- EXERCISE DESCRIPTION: Nothing in the data may be altered; the answer is a verbatim copy of it.

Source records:
■ ■ ■

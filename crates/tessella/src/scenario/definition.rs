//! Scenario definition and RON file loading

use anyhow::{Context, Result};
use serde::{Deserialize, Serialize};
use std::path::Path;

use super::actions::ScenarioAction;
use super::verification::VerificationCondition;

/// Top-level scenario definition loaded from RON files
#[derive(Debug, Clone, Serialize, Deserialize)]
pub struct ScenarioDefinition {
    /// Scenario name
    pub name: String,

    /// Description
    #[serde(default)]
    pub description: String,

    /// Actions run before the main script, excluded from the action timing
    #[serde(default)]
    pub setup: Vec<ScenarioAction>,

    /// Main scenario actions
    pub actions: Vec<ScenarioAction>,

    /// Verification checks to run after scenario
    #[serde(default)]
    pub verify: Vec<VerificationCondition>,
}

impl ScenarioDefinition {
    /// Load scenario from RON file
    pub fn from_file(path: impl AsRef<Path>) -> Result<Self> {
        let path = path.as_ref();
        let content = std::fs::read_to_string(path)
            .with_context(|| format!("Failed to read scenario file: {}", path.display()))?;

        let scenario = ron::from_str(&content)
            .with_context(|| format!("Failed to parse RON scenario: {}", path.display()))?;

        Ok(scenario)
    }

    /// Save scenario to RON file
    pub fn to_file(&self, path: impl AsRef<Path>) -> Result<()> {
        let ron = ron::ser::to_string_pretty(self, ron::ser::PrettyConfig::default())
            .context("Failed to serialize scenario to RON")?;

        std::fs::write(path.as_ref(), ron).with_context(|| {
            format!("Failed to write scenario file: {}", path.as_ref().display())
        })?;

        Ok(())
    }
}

■ ■ ■

- YOUR SOLUTION:
filename crates/tessella/src/scenario/definition.rs
//! Scenario definition and RON file loading

use anyhow::{Context, Result};
use serde::{Deserialize, Serialize};
use std::path::Path;

use super::actions::ScenarioAction;
use super::verification::VerificationCondition;

/// Top-level scenario definition loaded from RON files
#[derive(Debug, Clone, Serialize, Deserialize)]
pub struct ScenarioDefinition {
    /// Scenario name
    pub name: String,

    /// Description
    #[serde(default)]
    pub description: String,

    /// Actions run before the main script, excluded from the action timing
    #[serde(default)]
    pub setup: Vec<ScenarioAction>,

    /// Main scenario actions
    pub actions: Vec<ScenarioAction>,

    /// Verification checks to run after scenario
    #[serde(default)]
    pub verify: Vec<VerificationCondition>,
}

impl ScenarioDefinition {
    /// Load scenario from RON file
    pub fn from_file(path: impl AsRef<Path>) -> Result<Self> {
        let path = path.as_ref();
        let content = std::fs::read_to_string(path)
            .with_context(|| format!("Failed to read scenario file: {}", path.display()))?;

        let scenario = ron::from_str(&content)
            .with_context(|| format!("Failed to parse RON scenario: {}", path.display()))?;

        Ok(scenario)
    }

    /// Save scenario to RON file
    pub fn to_file(&self, path: impl AsRef<Path>) -> Result<()> {
        let ron = ron::ser::to_string_pretty(self, ron::ser::PrettyConfig::default())
            .context("Failed to serialize scenario to RON")?;

        std::fs::write(path.as_ref(), ron).with_context(|| {
            format!("Failed to write scenario file: {}", path.as_ref().display())
        })?;

        Ok(())
    }
}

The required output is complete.